**Task statement**
Would you please transcribe, exactly as written, the lines of the entries below starting at the one that holds "pub(crate) static LOCALE_TEST_LOCK: Mutex<()>" and ending at the one that holds "学生辍学风险评估 - 导入模块错误类型", both included?

**Exercise material**
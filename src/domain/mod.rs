// ==========================================
// 学生辍学风险评估 - 领域模型层
// ==========================================
// 职责: 定义输入特征、输出评估、分类枚举
// 红线: 不含引擎逻辑, 不含 I/O
// ==========================================

pub mod risk;
pub mod student;
pub mod types;

// 重导出核心类型
pub use risk::{RiskAssessment, ScoreBreakdown};
pub use student::StudentFeatures;
pub use types::{BehavioralIssues, FamilyIncome, ParentalEducation, RiskTier};
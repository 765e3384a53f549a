// ==========================================
// 学生辍学风险评估 - 导入层
// ==========================================
// 职责: 学生名册导入与批量预测
// 支持: Excel, CSV
// ==========================================

// 模块声明
pub mod batch;
pub mod error;
pub mod field_mapper;
pub mod file_parser;

// 重导出核心类型
pub use batch::{save_results, BatchPredictor, BatchRecord, BatchReport, BatchSummary, TierCount};
pub use error::{ImportError, ImportResult};
pub use field_mapper::FieldMapper;
pub use file_parser::{CsvParser, ExcelParser, FileParser, RawRecord, UniversalFileParser};
// ==========================================
// 国际化 (i18n) 模块
// ==========================================
// 使用 rust-i18n 库
// 支持英文（默认）和中文
// 范围: 仅边界层提示信息; 评估结果中的建议文案固定为英文
// ==========================================
// 注意: rust_i18n::i18n! 宏已在 lib.rs 中初始化
// ==========================================

/// 支持的语言, 首项为默认语言
pub const SUPPORTED_LOCALES: [&str; 2] = ["en", "zh-CN"];

/// 是否为支持的语言代码
pub fn is_supported(locale: &str) -> bool {
    SUPPORTED_LOCALES.contains(&locale)
}

/// 获取当前语言
pub fn current_locale() -> String {
    rust_i18n::locale().to_string()
}

/// 设置语言
///
/// # 参数
/// - locale: 语言代码（"en" 或 "zh-CN"）
pub fn set_locale(locale: &str) {
    rust_i18n::set_locale(locale);
}

/// 翻译消息（无参数）
///
/// # 示例
/// ```no_run
/// use student_dropout_risk::i18n::t;
/// let msg = t("validation.invalid_input");
/// ```
pub fn t(key: &str) -> String {
    rust_i18n::t!(key).to_string()
}

/// 翻译消息（带参数）
///
/// # 示例
/// ```no_run
/// use student_dropout_risk::i18n::t_with_args;
/// let msg = t_with_args("validation.missing_field", &[("field", "gpa")]);
/// ```
pub fn t_with_args(key: &str, args: &[(&str, &str)]) -> String {
    let mut result = rust_i18n::t!(key).to_string();
    for (k, v) in args {
        let placeholder = format!("%{{{}}}", k);
        result = result.replace(&placeholder, v);
    }
    result
}

#[cfg(test)]
pub(crate) mod tests {
    use super::*;
    use std::sync::Mutex;

    // locale 为全局状态, 涉及文案断言的测试需持有此锁
    pub(crate) static LOCALE_TEST_LOCK: Mutex<()> = Mutex::new(());

    #[test]
    fn test_supported_locales() {
        assert!(is_supported("en"));
        assert!(is_supported("zh-CN"));
        assert!(!is_supported("fr"));
        assert!(!is_supported("EN"));
    }

    #[test]
    fn test_switch_locale_changes_fallback_message() {
        let _guard = LOCALE_TEST_LOCK.lock().unwrap();
        set_locale("zh-CN");
        assert_eq!(current_locale(), "zh-CN");
        assert_eq!(t("prediction.failed"), "预测处理失败");

        set_locale("en");
        assert_eq!(t("prediction.failed"), "Failed to process prediction");
    }

    #[test]
    fn test_validation_message_with_field() {
        let _guard = LOCALE_TEST_LOCK.lock().unwrap();
        set_locale("en");
        let msg = t_with_args("validation.not_a_number", &[("field", "attendanceRate")]);
        assert_eq!(msg, "Field attendanceRate must be a number");

        set_locale("zh-CN");
        let msg = t_with_args("validation.missing_field", &[("field", "gpa")]);
        assert_eq!(msg, "缺少必填字段: gpa");

        set_locale("en");
    }
}
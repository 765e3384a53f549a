// ==========================================
// 学生辍学风险评估 - 引擎层
// ==========================================
// 职责: 实现风险评分规则, 不做 I/O
// 红线: 引擎永不失败, 校验由调用边界完成
// ==========================================

pub mod risk;
pub mod strategy;

// 重导出核心引擎
pub use risk::{RecommendationRule, RiskEngine, RECOMMENDATION_RULES};
pub use strategy::{DropoutPredictor, ScoringModel};
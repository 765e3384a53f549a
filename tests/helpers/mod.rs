// ==========================================
// 集成测试辅助模块
// ==========================================

#![allow(dead_code)]

pub mod test_data_builder;
// ==========================================
// 学生辍学风险评估 - 导入模块错误类型
// ==========================================
// 工具: thiserror 派生宏
// ==========================================

use thiserror::Error;

/// 导入模块错误类型
#[derive(Error, Debug)]
pub enum ImportError {
    // ===== 文件相关错误 =====
    #[error("文件不存在: {0}")]
    FileNotFound(String),

    #[error("文件格式不支持: {0}（仅支持 .xlsx/.xls/.csv）")]
    UnsupportedFormat(String),

    #[error("文件读取失败: {0}")]
    FileReadError(String),

    #[error("文件写入失败: {0}")]
    FileWriteError(String),

    #[error("Excel 解析失败: {0}")]
    ExcelParseError(String),

    #[error("CSV 解析失败: {0}")]
    CsvParseError(String),

    #[error("JSON 序列化失败: {0}")]
    JsonError(String),

    // ===== 数据映射错误 =====
    #[error("字段映射失败 (行 {row}): {message}")]
    FieldMappingError { row: usize, message: String },

    #[error("类型转换失败 (行 {row}, 字段 {field}): {message}")]
    TypeConversionError {
        row: usize,
        field: String,
        message: String,
    },
}

// 实现 From<std::io::Error>
impl From<std::io::Error> for ImportError {
    fn from(err: std::io::Error) -> Self {
        ImportError::FileReadError(err.to_string())
    }
}

// 实现 From<csv::Error>
impl From<csv::Error> for ImportError {
    fn from(err: csv::Error) -> Self {
        ImportError::CsvParseError(err.to_string())
    }
}

// 实现 From<calamine::Error>
impl From<calamine::Error> for ImportError {
    fn from(err: calamine::Error) -> Self {
        ImportError::ExcelParseError(err.to_string())
    }
}

// 实现 From<serde_json::Error>
impl From<serde_json::Error> for ImportError {
    fn from(err: serde_json::Error) -> Self {
        ImportError::JsonError(err.to_string())
    }
}

/// Result 类型别名
pub type ImportResult<T> = Result<T, ImportError>;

**Exercise response**
    pub(crate) static LOCALE_TEST_LOCK: Mutex<()> = Mutex::new(());

    #[test]
    fn test_supported_locales() {
        assert!(is_supported("en"));
        assert!(is_supported("zh-CN"));
        assert!(!is_supported("fr"));
        assert!(!is_supported("EN"));
    }

    #[test]
    fn test_switch_locale_changes_fallback_message() {
        let _guard = LOCALE_TEST_LOCK.lock().unwrap();
        set_locale("zh-CN");
        assert_eq!(current_locale(), "zh-CN");
        assert_eq!(t("prediction.failed"), "预测处理失败");

        set_locale("en");
        assert_eq!(t("prediction.failed"), "Failed to process prediction");
    }

    #[test]
    fn test_validation_message_with_field() {
        let _guard = LOCALE_TEST_LOCK.lock().unwrap();
        set_locale("en");
        let msg = t_with_args("validation.not_a_number", &[("field", "attendanceRate")]);
        assert_eq!(msg, "Field attendanceRate must be a number");

        set_locale("zh-CN");
        let msg = t_with_args("validation.missing_field", &[("field", "gpa")]);
        assert_eq!(msg, "缺少必填字段: gpa");

        set_locale("en");
    }
}
repository 765e3384a53f549a
// ==========================================
// 学生辍学风险评估 - 引擎层
// ==========================================
// 职责: 实现风险评分规则, 不做 I/O
// 红线: 引擎永不失败, 校验由调用边界完成
// ==========================================

pub mod risk;
pub mod strategy;

// 重导出核心引擎
pub use risk::{RecommendationRule, RiskEngine, RECOMMENDATION_RULES};
pub use strategy::{DropoutPredictor, ScoringModel};
repository 765e3384a53f549a
filename tests/helpers/mod.rs
// ==========================================
// 集成测试辅助模块
// ==========================================

#![allow(dead_code)]

pub mod test_data_builder;
// ==========================================
// 学生辍学风险评估 - 导入模块错误类型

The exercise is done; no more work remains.